Stansfield, Anthony Stewart (2010) Early modern systems of command Queen Anne's generality, staff officers and the direction of allied warfare in the Low Countries and Germany, 1702-11. PhD thesis, University of Leeds.
Throughout the operations of the War of the Spanish Succession in the Low Countries and Germany, senior commanders such as John Churchill, duke of Marlborough, were aided, abetted and, on occasion, disrupted by a number of general and staff officers. These officers provided the mechanism by which supra-regimental command, military direction and management was effected.
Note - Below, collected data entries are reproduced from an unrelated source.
//! Family identity extraction: one representative hue and chroma per family.

use serde::{Deserialize, Serialize};

use crate::family::{ColorFamily, StepId};

/// Hue and chroma that define a family's identity.
#[derive(Debug, Clone, Copy, PartialEq, Serialize, Deserialize)]
pub struct FamilyCharacteristics {
    pub hue: f64,
    pub chroma: f64,
    /// Step the values were taken from; `None` for configured bases
    pub source_step: Option<StepId>,
}

/// Explicitly configured hue/chroma, used instead of extracting from a family.
#[derive(Debug, Clone, Copy, PartialEq, Serialize, Deserialize)]
pub struct BaseCharacteristics {
    pub hue: f64,
    pub chroma: f64,
}

impl From<BaseCharacteristics> for FamilyCharacteristics {
    fn from(base: BaseCharacteristics) -> Self {
        Self {
            hue: base.hue,
            chroma: base.chroma,
            source_step: None,
        }
    }
}

/// Which steps are consulted, in order, when extracting characteristics.
#[derive(Debug, Clone, PartialEq, Eq, Serialize, Deserialize)]
#[serde(default)]
pub struct ExtractionPolicy {
    /// The conventional brand-defining step
    pub primary_step: u32,
    /// Mid-range steps tried when the primary step is missing
    pub priority_steps: Vec<u32>,
}

impl Default for ExtractionPolicy {
    fn default() -> Self {
        Self {
            primary_step: 500,
            priority_steps: vec![600, 400, 700, 300, 800],
        }
    }
}

impl ExtractionPolicy {
    pub fn primary(&self) -> StepId {
        StepId(self.primary_step)
    }
}

/// Pick a family's representative hue and chroma.
///
/// Prefers the primary step, then each priority step in order, then the first
/// available color. Returns `None` only for a family with no parsed colors.
pub fn extract(family: &ColorFamily, policy: &ExtractionPolicy) -> Option<FamilyCharacteristics> {
    let (step, color) = std::iter::once(policy.primary_step)
        .chain(policy.priority_steps.iter().copied())
        .map(StepId)
        .find_map(|step| family.get(step).map(|color| (step, color)))
        .or_else(|| family.steps().first().map(|(step, color)| (*step, color)))?;

    Some(FamilyCharacteristics {
        hue: color.hue(),
        chroma: color.chroma(),
        source_step: Some(step),
    })
}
While these individuals possessed military dignity according to their rank and station, their real authority in the army was in no small part drawn from the powers and duties delegated to them by the commander-inchief, or assumed upon their own initiative; clear chains of command did not exist. Such officers functioned not only as vital elements in their own army, but within the broader context of the confederate warfare as a whole, in an army composed of English (later British), Dutch, Imperial, Danish and auxiliary German contingents. They came from diverse backgrounds and could possess constrasting political affiliations, aspirations and notions of duty. Their careers were governed as much by patronage and preference as any personal merit. A burgeoning sense of military duty was complicated by personal prejudice and the boundary between public and private endeavour was indistinct. Some officers gained wealth and financial security; others were ruined by the peculations of others.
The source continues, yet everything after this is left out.